Austin Walkin’ Cane – Muso | Album Review

Austin Walkin’ Cane – Muso

Lazy Eye Records

12 songs – 49 minutes

www.walkincane.com

Based out of Cleveland, Ohio, Austin Walkin’ Cane is a slide guitar master with a deeply resonant baritone voice who delivers trademark arrangements of original and classic Delta blues in a relaxed manner and timeless feel, something that comes across from the opening bars of this pleasing set.

Born with malformed veins in one leg, he received his nickname honestly from a panhandler one night while walking down Bourbon Street in New Orleans. He began his recording career with the band The Skydogs in 1994 – two years prior to the continuing medical condition forcing a partial amputation. But that hasn’t slowed down Cane one bit.

This is Austin’s seventh release under his own name in a career that includes two albums with the Ohio City Singers and another with the Lonesome Stars. His most recent album, One Heart Walkin’, was a 2015 nominee in the best new artist album category.

A veteran road dog, he’s toured Europe, South America and Asia as a solo artist, and he’s appeared at several of the top blues events in the world, including King Biscuit, the Wheeling Blues & Heritage Festival and the Himalaya Blues Festival in Kathmandu, Nepal.

Cane mixes acoustic and electric elements on this CD — a collection of 11 originals and one cover – with helping hands from Chris Allen on tremolo, electric and acoustic guitars, Dave Morrison on harmonica, producer Don Dixon on upright bass, percussion and vocals and Freddie Perez-Stable on drums and congas.

The acoustic “Tell Me Why” opens the action with a swamp feel as Austin wonders where his lady goes in her mind every night when her eyes fill with tears. His picking is propulsive atop subdued action from the rhythm section in the background, and his voice is somewhat limited in range but warm and pleasant. The theme continues in the bittersweet ballad, “Her Heart, It Went Missing,” which brush work on the skins and harp accents throughout.

The mood brightens somewhat for “Some Bad Habits,” a medium-tempo shuffle in which Austin regrets having committed some unnamed, unwanted action again, before the electrified love song “Delilah” comes across with a funky, laid-back Big Easy beat. Morrison shines during an extended mid-tune solo, his first in the set.

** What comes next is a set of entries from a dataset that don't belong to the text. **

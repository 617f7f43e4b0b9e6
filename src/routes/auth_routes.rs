//! Authentication operation endpoints.
//!
//! Each handler forwards to the matching `AuthResolver` operation and maps
//! its error through `HTTPError`.

use axum::extract::rejection::JsonRejection;
use axum::extract::{Path, Query, State};
use axum::http::StatusCode;
use axum::response::{IntoResponse, Redirect, Response};
use axum::routing::{get, post, put};
use axum::{Json, Router};
use serde::Deserialize;
use serde_json::json;

use crate::models::{ProfileUpdate, SignUpRequest};
use crate::state::AppState;
use crate::utils::http_helpers::HTTPError;

/// Registers the auth operation routes.
pub fn routes() -> Router<AppState> {
    Router::new()
        .route("/auth/signin", post(sign_in))
        .route("/auth/signup", post(sign_up))
        .route("/auth/signout", post(sign_out))
        .route("/auth/reset-password", post(reset_password))
        .route("/auth/password", put(update_password))
        .route("/auth/profile", put(update_profile))
        .route("/auth/session", get(current_session))
        .route("/auth/oauth/:provider", get(oauth_redirect))
        .route("/auth/sso/:provider", get(sso_redirect))
        .route("/auth/invalidate", post(invalidate))
}

#[derive(Deserialize)]
struct Credentials {
    email: String,
    password: String,
}

#[derive(Deserialize)]
struct EmailBody {
    email: String,
}

#[derive(Deserialize)]
struct PasswordBody {
    password: String,
}

#[derive(Deserialize)]
struct RedirectQuery {
    /// Answer with a 303 redirect instead of a JSON body.
    #[serde(default)]
    follow: bool,
}

/// Turns a body that failed to parse into a validation error.
fn body<T>(payload: Result<Json<T>, JsonRejection>) -> Result<T, HTTPError> {
    payload.map(|Json(value)| value).map_err(|rejection| {
        HTTPError::new(
            StatusCode::BAD_REQUEST,
            "validation_error",
            rejection.body_text(),
        )
    })
}

fn redirect_response(url: String, follow: bool) -> Response {
    if follow {
        Redirect::to(&url).into_response()
    } else {
        Json(json!({ "url": url })).into_response()
    }
}

async fn sign_in(
    State(state): State<AppState>,
    payload: Result<Json<Credentials>, JsonRejection>,
) -> Result<impl IntoResponse, HTTPError> {
    let credentials = body(payload)?;
    let session = state
        .resolver
        .sign_in(&credentials.email, &credentials.password)
        .await?;
    Ok(Json(session))
}

async fn sign_up(
    State(state): State<AppState>,
    payload: Result<Json<SignUpRequest>, JsonRejection>,
) -> Result<impl IntoResponse, HTTPError> {
    let request = body(payload)?;
    let outcome = state.resolver.sign_up(request).await?;
    Ok((StatusCode::CREATED, Json(outcome)))
}

async fn sign_out(State(state): State<AppState>) -> Result<StatusCode, HTTPError> {
    state.resolver.sign_out().await?;
    Ok(StatusCode::NO_CONTENT)
}

async fn reset_password(
    State(state): State<AppState>,
    payload: Result<Json<EmailBody>, JsonRejection>,
) -> Result<impl IntoResponse, HTTPError> {
    let EmailBody { email } = body(payload)?;
    state.resolver.reset_password(&email).await?;
    Ok((
        StatusCode::ACCEPTED,
        Json(json!({ "status": "accepted", "email": email.trim() })),
    ))
}

async fn update_password(
    State(state): State<AppState>,
    payload: Result<Json<PasswordBody>, JsonRejection>,
) -> Result<StatusCode, HTTPError> {
    let PasswordBody { password } = body(payload)?;
    state.resolver.update_password(&password).await?;
    Ok(StatusCode::NO_CONTENT)
}

async fn update_profile(
    State(state): State<AppState>,
    payload: Result<Json<ProfileUpdate>, JsonRejection>,
) -> Result<impl IntoResponse, HTTPError> {
    let update = body(payload)?;
    let session = state.resolver.update_profile(update).await?;
    Ok(Json(session))
}

async fn current_session(State(state): State<AppState>) -> Result<impl IntoResponse, HTTPError> {
    let check = state.resolver.get_current_session().await?;
    Ok(Json(check))
}

async fn oauth_redirect(
    State(state): State<AppState>,
    Path(provider): Path<String>,
    Query(query): Query<RedirectQuery>,
) -> Result<Response, HTTPError> {
    let url = state.resolver.sign_in_with_oauth(&provider).await?;
    Ok(redirect_response(url, query.follow))
}

async fn sso_redirect(
    State(state): State<AppState>,
    Path(provider): Path<String>,
    Query(query): Query<RedirectQuery>,
) -> Result<Response, HTTPError> {
    let url = state.resolver.sso_redirect(&provider)?;
    Ok(redirect_response(url, query.follow))
}

/// Called by downstream services after a 401 to drop the local session.
async fn invalidate(State(state): State<AppState>) -> impl IntoResponse {
    let invalidated = state.resolver.invalidate().await;
    Json(json!({ "invalidated": invalidated }))
}
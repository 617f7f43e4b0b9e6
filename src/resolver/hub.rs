//! Single-writer container for the current session.
//!
//! Route guards read the current value through a `watch` channel; UI-like
//! consumers subscribe to the `broadcast` stream of [`AuthEvent`]s.

use tokio::sync::{broadcast, watch};
use tracing::trace;

use super::error::AuthError;
use super::operation::OperationClass;
use crate::models::Session;

const EVENT_CAPACITY: usize = 64;

#[derive(Debug, Clone, PartialEq, Eq)]
pub enum AuthEvent {
    SessionChanged(Option<Session>),
    Failed {
        operation: OperationClass,
        error: AuthError,
    },
}

#[derive(Debug)]
pub struct SessionHub {
    current: watch::Sender<Option<Session>>,
    events: broadcast::Sender<AuthEvent>,
}

impl Default for SessionHub {
    fn default() -> Self {
        Self::new()
    }
}

impl SessionHub {
    pub fn new() -> Self {
        let (current, _) = watch::channel(None);
        let (events, _) = broadcast::channel(EVENT_CAPACITY);
        SessionHub { current, events }
    }

    pub fn current(&self) -> Option<Session> {
        self.current.borrow().clone()
    }

    pub fn is_authenticated(&self) -> bool {
        self.current.borrow().is_some()
    }

    pub fn watch(&self) -> watch::Receiver<Option<Session>> {
        self.current.subscribe()
    }

    pub fn subscribe(&self) -> broadcast::Receiver<AuthEvent> {
        self.events.subscribe()
    }

    /// Replaces the current session and notifies subscribers once.
    pub(crate) fn publish(&self, session: Option<Session>) {
        self.current.send_replace(session.clone());
        // No receivers is fine; the watch value is still updated.
        let receivers = self.events.send(AuthEvent::SessionChanged(session)).unwrap_or(0);
        trace!(receivers, "published session change");
    }

    pub(crate) fn notify_failure(&self, operation: OperationClass, error: AuthError) {
        let _ = self.events.send(AuthEvent::Failed { operation, error });
    }
}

The acoustic “20 Years Forgotten, 20 Years Gone” is a new tune that sounds as if it could have been written decades ago as it dwells on the memories of a lost love. It flows into the only cover in the set, a traditional take on Slim Harpo’s familiar “Got Love If You Want It.” The atmosphere changes dramatically for the finger picked ballad, “Last Day of Summer,” a sweet, quiet number full of imagery that signifies the passage of time.

The funk returns in “There Is No Blue,” a stop-time electric blues that mourns the absence of a lady at the end of a relationship, a theme that continues in the stripped-down acoustic ballad, “One Last Sunrise.” A regimental drumbeat opens the electric “Who’s That Knockin’,” which comes across with a Howlin’ Wolf feel, before the blazing-fast acoustic “I Don’t Understand” and the sugar-sweet ballad “Nothing Left of the Night” bring the action to a close.

Available through Amazon and other online vendors, this one’s chockful of great tunes and totally free of pyrotechnics – a welcome break in this chaotic, uptempo world.